What to produce -> Could you return the lines below exactly, from the first line up to and including the line that holds "use std::fmt;"?

Source data ->
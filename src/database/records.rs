//! Database record types (entities)
//!
//! All record structs and field enums used by the repository layer.

use chrono::{DateTime, Utc};
use serde::{Deserialize, Serialize};
use std::collections::BTreeMap;
use std::fmt;
use std::str::FromStr;

/// Header map stored on jobs and executions. Case-preserving; lookups on the
/// wire are case-insensitive (the invoker converts through typed header
/// names).
pub type HeaderMap = BTreeMap<String, String>;

// ============================================================================
// Field enums
// ============================================================================

#[derive(Debug, Clone, Copy, PartialEq, Eq, Serialize, Deserialize)]
#[serde(rename_all = "lowercase")]
pub enum JobStatus {
    Active,
    Paused,
    Deleted,
}

impl JobStatus {
    pub fn as_str(&self) -> &'static str {
        match self {
            JobStatus::Active => "active",
            JobStatus::Paused => "paused",
            JobStatus::Deleted => "deleted",
        }
    }
}

impl FromStr for JobStatus {
    type Err = String;

    fn from_str(s: &str) -> Result<Self, Self::Err> {
        match s {
            "active" => Ok(JobStatus::Active),
            "paused" => Ok(JobStatus::Paused),
            "deleted" => Ok(JobStatus::Deleted),
            other => Err(format!("unknown job status '{}'", other)),
        }
    }
}

impl fmt::Display for JobStatus {
    fn fmt(&self, f: &mut fmt::Formatter<'_>) -> fmt::Result {
        f.write_str(self.as_str())
    }
}

#[derive(Debug, Clone, Copy, PartialEq, Eq, Serialize, Deserialize)]
#[serde(rename_all = "lowercase")]
pub enum ExecutionStatus {
    Running,
    Success,
    Failed,
    Timeout,
    Cancelled,
}

impl ExecutionStatus {
    pub fn as_str(&self) -> &'static str {
        match self {
            ExecutionStatus::Running => "running",
            ExecutionStatus::Success => "success",
            ExecutionStatus::Failed => "failed",
            ExecutionStatus::Timeout => "timeout",
            ExecutionStatus::Cancelled => "cancelled",
        }
    }

    /// Finalized outcomes count toward exactly one of the job counters.
    pub fn is_success(&self) -> bool {
        matches!(self, ExecutionStatus::Success)
    }
}

impl FromStr for ExecutionStatus {
    type Err = String;

    fn from_str(s: &str) -> Result<Self, Self::Err> {
        match s {
            "running" => Ok(ExecutionStatus::Running),
            "success" => Ok(ExecutionStatus::Success),
            "failed" => Ok(ExecutionStatus::Failed),
            "timeout" => Ok(ExecutionStatus::Timeout),
            "cancelled" => Ok(ExecutionStatus::Cancelled),
            other => Err(format!("unknown execution status '{}'", other)),
        }
    }
}

impl fmt::Display for ExecutionStatus {
    fn fmt(&self, f: &mut fmt::Formatter<'_>) -> fmt::Result {
        f.write_str(self.as_str())
    }
}

#[derive(Debug, Clone, Copy, PartialEq, Eq, Serialize, Deserialize)]
#[serde(rename_all = "lowercase")]
pub enum TriggeredBy {
    Cron,
    Manual,
}

impl TriggeredBy {
    pub fn as_str(&self) -> &'static str {
        match self {
            TriggeredBy::Cron => "cron",
            TriggeredBy::Manual => "manual",
        }
    }
}

impl FromStr for TriggeredBy {
    type Err = String;

    fn from_str(s: &str) -> Result<Self, Self::Err> {
        match s {
            "cron" => Ok(TriggeredBy::Cron),
            "manual" => Ok(TriggeredBy::Manual),
            other => Err(format!("unknown trigger source '{}'", other)),
        }
    }
}

#[derive(Debug, Clone, Copy, PartialEq, Eq, Serialize, Deserialize)]
#[serde(rename_all = "UPPERCASE")]
pub enum HttpMethod {
    Get,
    Post,
    Put,
    Delete,
    Patch,
}

impl HttpMethod {
    pub fn as_str(&self) -> &'static str {
        match self {
            HttpMethod::Get => "GET",
            HttpMethod::Post => "POST",
            HttpMethod::Put => "PUT",
            HttpMethod::Delete => "DELETE",
            HttpMethod::Patch => "PATCH",
        }
    }

    pub fn allows_body(&self) -> bool {
        matches!(self, HttpMethod::Post | HttpMethod::Put | HttpMethod::Patch)
    }
}

impl FromStr for HttpMethod {
    type Err = String;

    fn from_str(s: &str) -> Result<Self, Self::Err> {
        match s {
            "GET" => Ok(HttpMethod::Get),
            "POST" => Ok(HttpMethod::Post),
            "PUT" => Ok(HttpMethod::Put),
            "DELETE" => Ok(HttpMethod::Delete),
            "PATCH" => Ok(HttpMethod::Patch),
            other => Err(format!("unsupported HTTP method '{}'", other)),
        }
    }
}

impl fmt::Display for HttpMethod {
    fn fmt(&self, f: &mut fmt::Formatter<'_>) -> fmt::Result {
        f.write_str(self.as_str())
    }
}

#[derive(Debug, Clone, Copy, PartialEq, Eq, Serialize, Deserialize)]
#[serde(rename_all = "lowercase")]
pub enum AccountStatus {
    Active,
    Suspended,
    Deleted,
}

impl AccountStatus {
    pub fn as_str(&self) -> &'static str {
        match self {
            AccountStatus::Active => "active",
            AccountStatus::Suspended => "suspended",
            AccountStatus::Deleted => "deleted",
        }
    }
}

impl FromStr for AccountStatus {
    type Err = String;

    fn from_str(s: &str) -> Result<Self, Self::Err> {
        match s {
            "active" => Ok(AccountStatus::Active),
            "suspended" => Ok(AccountStatus::Suspended),
            "deleted" => Ok(AccountStatus::Deleted),
            other => Err(format!("unknown account status '{}'", other)),
        }
    }
}

// ============================================================================
// Entities
// ============================================================================

#[derive(Debug, Clone, Serialize, Deserialize)]
pub struct User {
    pub id: i64,
    pub name: String,
    pub email: String,
    pub password_hash: String,
    pub account_status: AccountStatus,
    pub created_at: DateTime<Utc>,
    pub updated_at: DateTime<Utc>,
}

#[derive(Debug, Clone, Serialize, Deserialize)]
pub struct Job {
    pub id: i64,
    pub user_id: i64,
    pub name: String,
    pub url: String,
    pub method: HttpMethod,
    pub cron_expression: String,
    pub timezone: String,
    pub headers: HeaderMap,
    pub body: Option<String>,
    pub description: Option<String>,
    pub status: JobStatus,
    pub success_count: i64,
    pub failure_count: i64,
    pub last_execution: Option<DateTime<Utc>>,
    pub next_execution: Option<DateTime<Utc>>,
    pub created_at: DateTime<Utc>,
    pub updated_at: DateTime<Utc>,
}

#[derive(Debug, Clone, Serialize, Deserialize)]
pub struct JobExecution {
    pub id: i64,
    pub job_id: i64,
    pub executed_at: DateTime<Utc>,
    pub status: ExecutionStatus,
    pub duration_ms: i64,
    pub response_code: Option<i64>,
    pub response_body: Option<String>,
    pub response_headers: Option<HeaderMap>,
    pub error_message: Option<String>,
    pub triggered_by: TriggeredBy,
}

#[derive(Debug, Clone, Serialize, Deserialize)]
pub struct UserSession {
    pub id: String,
    pub user_id: i64,
    pub expires_at: DateTime<Utc>,
    pub created_at: DateTime<Utc>,
}

// ============================================================================
// Operation inputs
// ============================================================================

#[derive(Debug, Clone, Deserialize)]
pub struct NewUser {
    pub name: String,
    pub email: String,
    pub password_hash: String,
}

#[derive(Debug, Clone, Deserialize)]
pub struct NewJob {
    pub name: String,
    pub url: String,
    pub method: HttpMethod,
    pub cron_expression: String,
    #[serde(default = "default_timezone")]
    pub timezone: String,
    #[serde(default)]
    pub headers: HeaderMap,
    #[serde(default)]
    pub body: Option<String>,
    #[serde(default)]
    pub description: Option<String>,
}

fn default_timezone() -> String {
    "UTC".to_string()
}

/// Partial update. `None` leaves a field unchanged; the double option on
/// nullable fields distinguishes "leave" from "clear".
#[derive(Debug, Clone, Default, Deserialize)]
pub struct JobPatch {
    pub name: Option<String>,
    pub url: Option<String>,
    pub method: Option<HttpMethod>,
    pub cron_expression: Option<String>,
    pub timezone: Option<String>,
    pub headers: Option<HeaderMap>,
    pub body: Option<Option<String>>,
    pub description: Option<Option<String>>,
    pub status: Option<JobStatus>,
}

#[derive(Debug, Clone, Default)]
pub struct JobFilter {
    pub status: Option<JobStatus>,
    /// Case-insensitive substring match over name or URL
    pub search: Option<String>,
}

#[derive(Debug, Clone, Copy, PartialEq, Eq)]
pub enum SortBy {
    Id,
    Name,
    Status,
    CreatedAt,
    UpdatedAt,
    NextExecution,
    LastExecution,
}

impl SortBy {
    /// Whitelisted column name used to build the ORDER BY clause.
    pub fn column(&self) -> &'static str {
        match self {
            SortBy::Id => "id",
            SortBy::Name => "name",
            SortBy::Status => "status",
            SortBy::CreatedAt => "created_at",
            SortBy::UpdatedAt => "updated_at",
            SortBy::NextExecution => "next_execution",
            SortBy::LastExecution => "last_execution",
        }
    }
}

impl FromStr for SortBy {
    type Err = String;

    fn from_str(s: &str) -> Result<Self, Self::Err> {
        match s {
            "id" => Ok(SortBy::Id),
            "name" => Ok(SortBy::Name),
            "status" => Ok(SortBy::Status),
            "created_at" => Ok(SortBy::CreatedAt),
            "updated_at" => Ok(SortBy::UpdatedAt),
            "next_execution" => Ok(SortBy::NextExecution),
            "last_execution" => Ok(SortBy::LastExecution),
            other => Err(format!("unsupported sort field '{}'", other)),
        }
    }
}

#[derive(Debug, Clone, Copy, PartialEq, Eq)]
pub enum SortOrder {
    Asc,
    Desc,
}

impl SortOrder {
    pub fn keyword(&self) -> &'static str {
        match self {
            SortOrder::Asc => "ASC",
            SortOrder::Desc => "DESC",
        }
    }
}

#[derive(Debug, Clone, Copy)]
pub struct Page {
    /// 1-based page number
    pub page: u32,
    pub limit: u32,
    pub sort_by: SortBy,
    pub order: SortOrder,
}

impl Default for Page {
    fn default() -> Self {
        Self {
            page: 1,
            limit: crate::constants::limits::PAGE_LIMIT_DEFAULT,
            sort_by: SortBy::CreatedAt,
            order: SortOrder::Desc,
        }
    }
}

/// Finalization payload for an execution row. Produced by the invoker (or
/// synthesized by the reconciler for crashed workers) and written atomically
/// together with the parent job's counters.
#[derive(Debug, Clone)]
pub struct ExecutionOutcome {
    pub status: ExecutionStatus,
    pub duration_ms: i64,
    pub response_code: Option<i64>,
    pub response_body: Option<String>,
    pub response_headers: Option<HeaderMap>,
    pub error_message: Option<String>,
}

impl ExecutionOutcome {
    /// Outcome recorded when shutdown cancels an in-flight invocation.
    pub fn cancelled(duration_ms: i64) -> Self {
        Self {
            status: ExecutionStatus::Cancelled,
            duration_ms,
            response_code: None,
            response_body: None,
            response_headers: None,
            error_message: None,
        }
    }

    /// Outcome synthesized for rows orphaned by a worker crash.
    pub fn worker_crashed() -> Self {
        Self {
            status: ExecutionStatus::Failed,
            duration_ms: 0,
            response_code: None,
            response_body: None,
            response_headers: None,
            error_message: Some("worker_crashed".to_string()),
        }
    }
}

Exercise output ->
filename src/database/records.rs
//! Database record types (entities)
//!
//! All record structs and field enums used by the repository layer.

use chrono::{DateTime, Utc};
use serde::{Deserialize, Serialize};
use std::collections::BTreeMap;
use std::fmt;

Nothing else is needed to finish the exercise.